··· Source information
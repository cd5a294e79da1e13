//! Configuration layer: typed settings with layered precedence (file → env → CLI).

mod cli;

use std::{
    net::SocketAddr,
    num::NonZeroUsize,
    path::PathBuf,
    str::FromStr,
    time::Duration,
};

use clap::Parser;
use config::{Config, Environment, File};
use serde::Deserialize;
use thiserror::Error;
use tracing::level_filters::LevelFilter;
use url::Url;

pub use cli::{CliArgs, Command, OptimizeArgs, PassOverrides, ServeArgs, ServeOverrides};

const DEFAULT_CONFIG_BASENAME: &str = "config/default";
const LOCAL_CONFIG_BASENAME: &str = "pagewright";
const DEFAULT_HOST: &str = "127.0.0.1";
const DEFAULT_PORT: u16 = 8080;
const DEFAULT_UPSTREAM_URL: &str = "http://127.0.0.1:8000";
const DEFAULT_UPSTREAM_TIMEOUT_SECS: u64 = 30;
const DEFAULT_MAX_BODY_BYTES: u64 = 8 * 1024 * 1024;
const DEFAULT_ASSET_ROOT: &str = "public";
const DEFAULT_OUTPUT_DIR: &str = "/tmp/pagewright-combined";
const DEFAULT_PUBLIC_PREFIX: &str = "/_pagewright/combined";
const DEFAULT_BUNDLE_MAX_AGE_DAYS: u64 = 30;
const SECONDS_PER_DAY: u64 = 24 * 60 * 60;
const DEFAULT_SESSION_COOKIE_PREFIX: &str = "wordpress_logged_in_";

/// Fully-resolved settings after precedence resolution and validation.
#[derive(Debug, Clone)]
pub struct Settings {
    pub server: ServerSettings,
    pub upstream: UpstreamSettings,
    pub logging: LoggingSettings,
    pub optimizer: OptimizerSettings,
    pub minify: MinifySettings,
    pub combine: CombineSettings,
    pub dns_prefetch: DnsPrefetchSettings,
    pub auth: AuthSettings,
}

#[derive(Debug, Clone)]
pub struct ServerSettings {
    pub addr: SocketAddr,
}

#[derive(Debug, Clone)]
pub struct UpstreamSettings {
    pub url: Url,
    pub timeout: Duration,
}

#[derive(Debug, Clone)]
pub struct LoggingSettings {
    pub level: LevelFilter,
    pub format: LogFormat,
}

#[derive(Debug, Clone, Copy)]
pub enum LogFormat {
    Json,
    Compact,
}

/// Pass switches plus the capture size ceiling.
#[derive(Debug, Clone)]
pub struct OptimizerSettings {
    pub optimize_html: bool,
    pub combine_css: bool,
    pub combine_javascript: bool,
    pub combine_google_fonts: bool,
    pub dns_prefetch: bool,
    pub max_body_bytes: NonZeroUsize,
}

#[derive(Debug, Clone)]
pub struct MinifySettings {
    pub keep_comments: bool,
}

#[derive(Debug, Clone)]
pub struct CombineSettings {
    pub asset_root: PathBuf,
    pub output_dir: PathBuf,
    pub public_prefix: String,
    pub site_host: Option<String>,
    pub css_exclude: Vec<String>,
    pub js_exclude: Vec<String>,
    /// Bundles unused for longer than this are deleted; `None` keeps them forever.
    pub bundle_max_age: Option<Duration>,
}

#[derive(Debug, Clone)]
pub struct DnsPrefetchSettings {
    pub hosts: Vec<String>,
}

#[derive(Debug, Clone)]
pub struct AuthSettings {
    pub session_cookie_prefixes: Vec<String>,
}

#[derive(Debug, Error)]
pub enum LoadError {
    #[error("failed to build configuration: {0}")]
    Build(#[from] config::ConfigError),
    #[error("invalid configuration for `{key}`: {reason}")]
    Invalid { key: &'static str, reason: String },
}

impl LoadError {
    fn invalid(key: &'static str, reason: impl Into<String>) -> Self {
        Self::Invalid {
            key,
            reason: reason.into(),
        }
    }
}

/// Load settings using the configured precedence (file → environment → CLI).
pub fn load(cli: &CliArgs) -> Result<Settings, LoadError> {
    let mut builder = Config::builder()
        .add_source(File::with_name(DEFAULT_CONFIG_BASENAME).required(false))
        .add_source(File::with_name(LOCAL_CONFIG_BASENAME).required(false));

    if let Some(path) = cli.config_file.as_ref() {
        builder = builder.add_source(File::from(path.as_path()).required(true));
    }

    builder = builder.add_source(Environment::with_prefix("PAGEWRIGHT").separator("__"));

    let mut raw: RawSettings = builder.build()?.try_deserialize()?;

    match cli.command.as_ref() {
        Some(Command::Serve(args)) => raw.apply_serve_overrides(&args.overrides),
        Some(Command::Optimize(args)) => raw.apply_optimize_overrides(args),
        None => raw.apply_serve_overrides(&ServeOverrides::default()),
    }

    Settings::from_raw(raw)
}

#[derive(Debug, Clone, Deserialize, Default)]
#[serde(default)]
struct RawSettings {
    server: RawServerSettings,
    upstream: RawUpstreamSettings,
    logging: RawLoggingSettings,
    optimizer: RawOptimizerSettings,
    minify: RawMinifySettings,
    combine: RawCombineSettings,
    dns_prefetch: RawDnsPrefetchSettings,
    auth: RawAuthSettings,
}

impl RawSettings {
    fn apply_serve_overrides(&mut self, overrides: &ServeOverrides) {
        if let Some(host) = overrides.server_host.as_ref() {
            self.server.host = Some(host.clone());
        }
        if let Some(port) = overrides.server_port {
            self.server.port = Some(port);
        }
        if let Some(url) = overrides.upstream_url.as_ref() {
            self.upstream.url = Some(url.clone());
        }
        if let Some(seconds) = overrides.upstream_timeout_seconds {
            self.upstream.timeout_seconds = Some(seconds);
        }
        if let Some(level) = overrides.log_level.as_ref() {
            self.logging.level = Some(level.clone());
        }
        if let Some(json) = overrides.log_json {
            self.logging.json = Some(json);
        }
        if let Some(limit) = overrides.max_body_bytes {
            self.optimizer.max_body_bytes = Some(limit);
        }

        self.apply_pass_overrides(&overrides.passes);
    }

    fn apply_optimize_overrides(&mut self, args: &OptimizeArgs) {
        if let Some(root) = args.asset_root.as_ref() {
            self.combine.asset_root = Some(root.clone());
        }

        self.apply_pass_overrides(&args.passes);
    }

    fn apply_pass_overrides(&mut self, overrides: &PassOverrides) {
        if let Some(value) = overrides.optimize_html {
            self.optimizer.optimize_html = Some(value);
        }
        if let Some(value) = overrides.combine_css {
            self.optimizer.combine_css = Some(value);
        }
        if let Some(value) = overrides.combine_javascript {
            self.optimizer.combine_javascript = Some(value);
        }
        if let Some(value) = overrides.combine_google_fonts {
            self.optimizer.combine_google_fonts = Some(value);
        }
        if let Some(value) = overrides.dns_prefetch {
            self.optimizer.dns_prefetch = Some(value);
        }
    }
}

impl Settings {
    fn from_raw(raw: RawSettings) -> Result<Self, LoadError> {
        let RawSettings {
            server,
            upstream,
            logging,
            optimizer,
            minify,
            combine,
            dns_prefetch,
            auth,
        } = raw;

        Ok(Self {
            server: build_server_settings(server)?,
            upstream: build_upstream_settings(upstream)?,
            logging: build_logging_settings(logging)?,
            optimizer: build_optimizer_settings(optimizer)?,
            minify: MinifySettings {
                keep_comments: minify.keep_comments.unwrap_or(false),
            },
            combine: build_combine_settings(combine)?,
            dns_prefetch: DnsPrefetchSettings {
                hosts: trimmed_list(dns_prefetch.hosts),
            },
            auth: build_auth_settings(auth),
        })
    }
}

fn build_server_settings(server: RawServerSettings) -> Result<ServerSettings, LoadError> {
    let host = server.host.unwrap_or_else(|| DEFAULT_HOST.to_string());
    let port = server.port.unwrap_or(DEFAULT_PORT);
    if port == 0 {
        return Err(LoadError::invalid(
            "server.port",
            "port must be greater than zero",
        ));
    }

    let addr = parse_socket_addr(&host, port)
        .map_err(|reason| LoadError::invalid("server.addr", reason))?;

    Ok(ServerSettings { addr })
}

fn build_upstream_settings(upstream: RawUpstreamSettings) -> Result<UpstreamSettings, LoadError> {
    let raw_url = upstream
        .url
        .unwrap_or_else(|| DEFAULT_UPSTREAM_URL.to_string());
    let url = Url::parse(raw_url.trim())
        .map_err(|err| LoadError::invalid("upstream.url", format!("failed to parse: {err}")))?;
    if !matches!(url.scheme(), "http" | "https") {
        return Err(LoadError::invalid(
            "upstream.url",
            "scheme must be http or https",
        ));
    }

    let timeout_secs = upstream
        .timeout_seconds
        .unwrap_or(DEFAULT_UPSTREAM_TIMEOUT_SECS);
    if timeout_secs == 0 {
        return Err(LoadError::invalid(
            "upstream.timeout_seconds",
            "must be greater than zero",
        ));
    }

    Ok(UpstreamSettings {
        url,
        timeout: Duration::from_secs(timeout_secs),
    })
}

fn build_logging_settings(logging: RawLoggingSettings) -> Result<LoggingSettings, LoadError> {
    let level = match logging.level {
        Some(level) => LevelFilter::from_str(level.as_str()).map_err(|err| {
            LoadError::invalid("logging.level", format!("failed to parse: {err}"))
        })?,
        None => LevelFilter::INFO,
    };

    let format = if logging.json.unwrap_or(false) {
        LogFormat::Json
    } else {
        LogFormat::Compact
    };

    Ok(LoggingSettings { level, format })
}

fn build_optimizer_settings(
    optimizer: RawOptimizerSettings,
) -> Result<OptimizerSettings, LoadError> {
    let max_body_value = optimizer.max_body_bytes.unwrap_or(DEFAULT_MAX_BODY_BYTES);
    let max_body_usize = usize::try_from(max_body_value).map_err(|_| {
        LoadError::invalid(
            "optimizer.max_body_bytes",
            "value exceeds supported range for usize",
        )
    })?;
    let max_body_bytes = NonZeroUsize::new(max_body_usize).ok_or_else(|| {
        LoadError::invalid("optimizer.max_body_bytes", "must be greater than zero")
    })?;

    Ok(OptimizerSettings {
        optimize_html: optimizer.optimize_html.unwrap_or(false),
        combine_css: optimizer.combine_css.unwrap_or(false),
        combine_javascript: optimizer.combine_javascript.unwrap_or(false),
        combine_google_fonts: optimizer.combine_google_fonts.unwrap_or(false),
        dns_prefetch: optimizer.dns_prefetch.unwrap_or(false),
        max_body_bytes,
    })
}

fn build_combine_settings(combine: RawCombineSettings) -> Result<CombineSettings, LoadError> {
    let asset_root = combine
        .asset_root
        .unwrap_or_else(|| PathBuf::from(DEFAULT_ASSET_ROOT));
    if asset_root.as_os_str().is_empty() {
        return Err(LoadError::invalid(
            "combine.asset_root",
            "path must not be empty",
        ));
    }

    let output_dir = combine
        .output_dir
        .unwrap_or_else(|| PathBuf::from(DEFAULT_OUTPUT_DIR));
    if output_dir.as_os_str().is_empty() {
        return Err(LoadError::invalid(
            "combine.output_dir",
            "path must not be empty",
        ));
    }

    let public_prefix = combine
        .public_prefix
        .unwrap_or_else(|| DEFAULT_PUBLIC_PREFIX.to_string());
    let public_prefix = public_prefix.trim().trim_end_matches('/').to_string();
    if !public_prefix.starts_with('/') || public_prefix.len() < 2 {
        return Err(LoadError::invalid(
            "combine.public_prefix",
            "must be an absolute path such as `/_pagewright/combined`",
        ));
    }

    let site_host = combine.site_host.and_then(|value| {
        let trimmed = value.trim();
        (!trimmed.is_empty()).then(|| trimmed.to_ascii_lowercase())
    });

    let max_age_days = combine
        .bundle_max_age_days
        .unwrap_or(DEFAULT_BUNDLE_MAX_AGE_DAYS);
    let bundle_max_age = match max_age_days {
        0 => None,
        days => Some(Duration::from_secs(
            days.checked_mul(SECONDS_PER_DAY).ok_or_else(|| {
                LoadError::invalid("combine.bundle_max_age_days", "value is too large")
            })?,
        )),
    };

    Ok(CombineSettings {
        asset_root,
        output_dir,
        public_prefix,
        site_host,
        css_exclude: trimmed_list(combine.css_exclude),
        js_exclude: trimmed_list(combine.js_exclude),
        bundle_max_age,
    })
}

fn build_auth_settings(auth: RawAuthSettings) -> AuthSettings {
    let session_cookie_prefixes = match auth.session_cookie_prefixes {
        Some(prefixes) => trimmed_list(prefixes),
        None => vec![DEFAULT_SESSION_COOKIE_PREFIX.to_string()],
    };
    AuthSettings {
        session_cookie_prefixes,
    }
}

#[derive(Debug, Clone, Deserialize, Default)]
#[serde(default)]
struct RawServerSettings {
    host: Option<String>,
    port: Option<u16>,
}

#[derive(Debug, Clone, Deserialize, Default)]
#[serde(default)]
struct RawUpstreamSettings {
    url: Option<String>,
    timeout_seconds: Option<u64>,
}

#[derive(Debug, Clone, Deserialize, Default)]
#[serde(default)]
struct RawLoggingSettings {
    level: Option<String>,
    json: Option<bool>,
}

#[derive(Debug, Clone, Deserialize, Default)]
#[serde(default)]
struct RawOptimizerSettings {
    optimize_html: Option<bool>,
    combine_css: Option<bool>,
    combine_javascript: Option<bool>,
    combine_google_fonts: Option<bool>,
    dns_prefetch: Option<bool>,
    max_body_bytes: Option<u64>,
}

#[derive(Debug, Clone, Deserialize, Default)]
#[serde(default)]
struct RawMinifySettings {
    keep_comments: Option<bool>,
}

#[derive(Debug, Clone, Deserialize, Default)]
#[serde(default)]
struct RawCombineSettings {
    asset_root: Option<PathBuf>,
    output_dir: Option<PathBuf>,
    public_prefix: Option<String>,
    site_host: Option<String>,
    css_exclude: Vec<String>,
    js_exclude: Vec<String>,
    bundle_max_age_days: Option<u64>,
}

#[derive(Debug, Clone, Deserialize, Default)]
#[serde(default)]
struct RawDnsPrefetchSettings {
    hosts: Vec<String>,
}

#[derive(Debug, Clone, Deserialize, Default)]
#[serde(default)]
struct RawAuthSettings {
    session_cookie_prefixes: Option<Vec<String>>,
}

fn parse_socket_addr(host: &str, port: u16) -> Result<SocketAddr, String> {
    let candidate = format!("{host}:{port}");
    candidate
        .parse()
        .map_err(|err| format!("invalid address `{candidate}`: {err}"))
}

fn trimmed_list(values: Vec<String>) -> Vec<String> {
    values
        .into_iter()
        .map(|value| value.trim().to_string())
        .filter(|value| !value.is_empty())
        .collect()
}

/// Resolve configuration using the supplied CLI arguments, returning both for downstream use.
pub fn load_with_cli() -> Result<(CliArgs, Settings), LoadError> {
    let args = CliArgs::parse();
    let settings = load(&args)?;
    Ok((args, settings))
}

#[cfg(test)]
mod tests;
······
··· Source information
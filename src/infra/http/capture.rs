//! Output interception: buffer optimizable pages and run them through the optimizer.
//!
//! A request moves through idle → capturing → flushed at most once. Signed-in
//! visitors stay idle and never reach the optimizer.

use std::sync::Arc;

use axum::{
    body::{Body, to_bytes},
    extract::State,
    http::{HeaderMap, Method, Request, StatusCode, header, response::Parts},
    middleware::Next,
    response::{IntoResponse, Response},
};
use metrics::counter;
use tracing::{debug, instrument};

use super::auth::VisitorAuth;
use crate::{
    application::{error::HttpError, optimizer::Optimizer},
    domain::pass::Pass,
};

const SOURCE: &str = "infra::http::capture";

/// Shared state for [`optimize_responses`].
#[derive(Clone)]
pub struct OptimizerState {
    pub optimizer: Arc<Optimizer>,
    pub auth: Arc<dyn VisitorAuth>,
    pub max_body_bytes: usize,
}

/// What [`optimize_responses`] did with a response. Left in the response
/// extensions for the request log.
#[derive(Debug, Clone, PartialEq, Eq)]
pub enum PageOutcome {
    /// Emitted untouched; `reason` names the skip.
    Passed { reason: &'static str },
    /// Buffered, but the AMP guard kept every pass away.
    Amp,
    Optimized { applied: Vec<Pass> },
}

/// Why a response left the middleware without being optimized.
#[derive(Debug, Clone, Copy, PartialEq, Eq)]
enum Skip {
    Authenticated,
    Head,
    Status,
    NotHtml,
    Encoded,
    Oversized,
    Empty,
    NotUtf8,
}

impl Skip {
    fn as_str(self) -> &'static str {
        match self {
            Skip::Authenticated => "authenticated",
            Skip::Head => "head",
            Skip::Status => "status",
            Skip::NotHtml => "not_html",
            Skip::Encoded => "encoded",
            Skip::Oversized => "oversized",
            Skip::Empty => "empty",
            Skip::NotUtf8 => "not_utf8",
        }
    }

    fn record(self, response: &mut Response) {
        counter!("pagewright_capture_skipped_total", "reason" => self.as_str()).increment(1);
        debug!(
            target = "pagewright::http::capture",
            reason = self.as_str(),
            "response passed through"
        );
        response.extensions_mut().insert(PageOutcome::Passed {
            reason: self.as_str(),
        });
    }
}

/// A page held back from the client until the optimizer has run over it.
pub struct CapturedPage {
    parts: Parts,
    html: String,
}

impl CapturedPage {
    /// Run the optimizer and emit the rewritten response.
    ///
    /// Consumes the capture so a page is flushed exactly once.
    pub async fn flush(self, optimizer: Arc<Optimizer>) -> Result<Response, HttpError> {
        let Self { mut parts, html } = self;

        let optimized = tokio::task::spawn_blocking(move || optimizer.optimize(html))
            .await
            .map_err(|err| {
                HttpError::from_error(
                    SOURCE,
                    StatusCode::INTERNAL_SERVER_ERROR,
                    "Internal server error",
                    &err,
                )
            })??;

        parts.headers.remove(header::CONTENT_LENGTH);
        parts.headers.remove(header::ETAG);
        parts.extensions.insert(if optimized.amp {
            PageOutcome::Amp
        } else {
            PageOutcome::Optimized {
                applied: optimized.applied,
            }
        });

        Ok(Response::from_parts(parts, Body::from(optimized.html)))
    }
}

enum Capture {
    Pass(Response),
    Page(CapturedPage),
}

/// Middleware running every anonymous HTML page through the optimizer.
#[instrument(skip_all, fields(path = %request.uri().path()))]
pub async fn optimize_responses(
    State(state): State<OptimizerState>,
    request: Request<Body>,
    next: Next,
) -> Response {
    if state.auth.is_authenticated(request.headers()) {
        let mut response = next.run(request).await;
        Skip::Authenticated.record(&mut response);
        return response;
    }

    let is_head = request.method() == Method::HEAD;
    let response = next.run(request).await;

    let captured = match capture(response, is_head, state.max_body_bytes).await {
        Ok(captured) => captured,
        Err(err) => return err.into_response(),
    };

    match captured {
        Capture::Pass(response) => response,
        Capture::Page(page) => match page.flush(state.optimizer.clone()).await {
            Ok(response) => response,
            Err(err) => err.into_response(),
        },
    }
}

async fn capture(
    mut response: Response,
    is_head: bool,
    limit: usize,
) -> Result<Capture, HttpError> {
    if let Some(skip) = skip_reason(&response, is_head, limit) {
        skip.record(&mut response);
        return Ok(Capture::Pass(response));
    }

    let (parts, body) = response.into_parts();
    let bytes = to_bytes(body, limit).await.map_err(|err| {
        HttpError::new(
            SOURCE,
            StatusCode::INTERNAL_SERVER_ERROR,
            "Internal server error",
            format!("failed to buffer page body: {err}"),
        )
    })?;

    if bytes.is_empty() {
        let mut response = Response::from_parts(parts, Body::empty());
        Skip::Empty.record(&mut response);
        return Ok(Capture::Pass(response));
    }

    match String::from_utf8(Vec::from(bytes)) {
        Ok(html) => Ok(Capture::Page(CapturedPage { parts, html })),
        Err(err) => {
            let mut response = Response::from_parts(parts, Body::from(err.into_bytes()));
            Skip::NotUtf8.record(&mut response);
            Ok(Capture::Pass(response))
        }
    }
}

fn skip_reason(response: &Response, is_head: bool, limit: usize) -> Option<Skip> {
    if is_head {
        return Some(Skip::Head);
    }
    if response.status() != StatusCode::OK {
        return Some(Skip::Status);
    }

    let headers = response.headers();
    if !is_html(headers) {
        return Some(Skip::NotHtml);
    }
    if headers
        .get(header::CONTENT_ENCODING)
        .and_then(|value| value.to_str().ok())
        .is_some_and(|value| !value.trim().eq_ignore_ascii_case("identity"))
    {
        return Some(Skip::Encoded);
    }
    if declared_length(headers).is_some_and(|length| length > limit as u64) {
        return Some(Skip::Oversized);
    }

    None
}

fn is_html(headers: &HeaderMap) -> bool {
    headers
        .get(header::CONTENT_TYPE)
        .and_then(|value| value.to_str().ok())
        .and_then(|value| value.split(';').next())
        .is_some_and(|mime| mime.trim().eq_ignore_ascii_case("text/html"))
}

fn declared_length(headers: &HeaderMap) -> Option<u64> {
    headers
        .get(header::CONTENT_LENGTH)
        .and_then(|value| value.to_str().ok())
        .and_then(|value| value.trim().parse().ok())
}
······
··· Source information
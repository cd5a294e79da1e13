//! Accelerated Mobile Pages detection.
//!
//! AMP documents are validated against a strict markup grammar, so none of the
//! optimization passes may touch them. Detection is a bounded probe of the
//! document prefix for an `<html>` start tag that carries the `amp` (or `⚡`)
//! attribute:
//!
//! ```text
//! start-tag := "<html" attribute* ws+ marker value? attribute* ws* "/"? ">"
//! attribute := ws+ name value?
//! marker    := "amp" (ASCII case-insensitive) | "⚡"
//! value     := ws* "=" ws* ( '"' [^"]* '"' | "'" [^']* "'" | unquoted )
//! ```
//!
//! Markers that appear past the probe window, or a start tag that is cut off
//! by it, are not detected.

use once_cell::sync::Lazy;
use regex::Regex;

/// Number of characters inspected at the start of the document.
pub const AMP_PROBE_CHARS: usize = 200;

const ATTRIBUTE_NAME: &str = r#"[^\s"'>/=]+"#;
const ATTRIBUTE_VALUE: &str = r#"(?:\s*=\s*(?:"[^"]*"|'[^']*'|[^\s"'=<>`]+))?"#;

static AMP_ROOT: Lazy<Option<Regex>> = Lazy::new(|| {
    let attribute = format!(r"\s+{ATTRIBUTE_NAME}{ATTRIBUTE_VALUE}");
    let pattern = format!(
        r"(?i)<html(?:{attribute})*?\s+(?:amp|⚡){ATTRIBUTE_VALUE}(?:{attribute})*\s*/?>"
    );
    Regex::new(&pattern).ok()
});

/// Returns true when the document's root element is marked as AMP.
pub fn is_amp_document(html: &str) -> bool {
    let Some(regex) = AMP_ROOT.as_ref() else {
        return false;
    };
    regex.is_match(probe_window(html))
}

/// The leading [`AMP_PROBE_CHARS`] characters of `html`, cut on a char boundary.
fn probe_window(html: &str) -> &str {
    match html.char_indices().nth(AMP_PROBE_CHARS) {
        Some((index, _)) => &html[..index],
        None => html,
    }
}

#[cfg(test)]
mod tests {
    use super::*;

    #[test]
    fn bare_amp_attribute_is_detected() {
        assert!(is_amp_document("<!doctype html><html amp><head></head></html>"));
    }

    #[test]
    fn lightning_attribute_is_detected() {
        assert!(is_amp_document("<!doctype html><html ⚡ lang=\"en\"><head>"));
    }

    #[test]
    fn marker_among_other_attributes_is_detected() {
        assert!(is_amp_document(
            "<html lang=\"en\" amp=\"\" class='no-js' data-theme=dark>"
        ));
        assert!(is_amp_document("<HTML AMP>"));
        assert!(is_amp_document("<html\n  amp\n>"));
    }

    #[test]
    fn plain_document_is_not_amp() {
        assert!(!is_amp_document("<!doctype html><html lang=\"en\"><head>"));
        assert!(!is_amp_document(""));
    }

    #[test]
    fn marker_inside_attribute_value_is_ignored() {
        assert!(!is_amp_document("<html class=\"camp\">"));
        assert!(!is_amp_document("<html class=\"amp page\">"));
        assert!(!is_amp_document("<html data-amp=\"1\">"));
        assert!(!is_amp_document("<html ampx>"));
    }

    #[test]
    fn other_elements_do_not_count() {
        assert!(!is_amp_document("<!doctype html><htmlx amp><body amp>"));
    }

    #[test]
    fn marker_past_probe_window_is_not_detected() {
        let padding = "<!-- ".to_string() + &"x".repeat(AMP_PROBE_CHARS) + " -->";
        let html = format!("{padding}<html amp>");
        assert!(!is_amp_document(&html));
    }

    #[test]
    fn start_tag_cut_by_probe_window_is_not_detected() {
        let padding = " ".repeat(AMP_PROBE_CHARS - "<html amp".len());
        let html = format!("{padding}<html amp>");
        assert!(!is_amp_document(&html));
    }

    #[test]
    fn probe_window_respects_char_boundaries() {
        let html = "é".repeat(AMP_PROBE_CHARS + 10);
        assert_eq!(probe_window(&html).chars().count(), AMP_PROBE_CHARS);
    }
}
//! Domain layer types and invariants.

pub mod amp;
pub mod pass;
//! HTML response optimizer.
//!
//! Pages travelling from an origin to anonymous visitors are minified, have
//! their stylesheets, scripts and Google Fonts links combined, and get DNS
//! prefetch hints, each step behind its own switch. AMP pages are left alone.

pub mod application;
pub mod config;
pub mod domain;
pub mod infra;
······
• Problem description: Would you please copy, word for word, everything above from the line containing "const SOURCE: &str" down to the line containing "in the response", those two lines included?

• Problem solution:
const SOURCE: &str = "infra::http::capture";

/// Shared state for [`optimize_responses`].
#[derive(Clone)]
pub struct OptimizerState {
    pub optimizer: Arc<Optimizer>,
    pub auth: Arc<dyn VisitorAuth>,
    pub max_body_bytes: usize,
}

/// What [`optimize_responses`] did with a response. Left in the response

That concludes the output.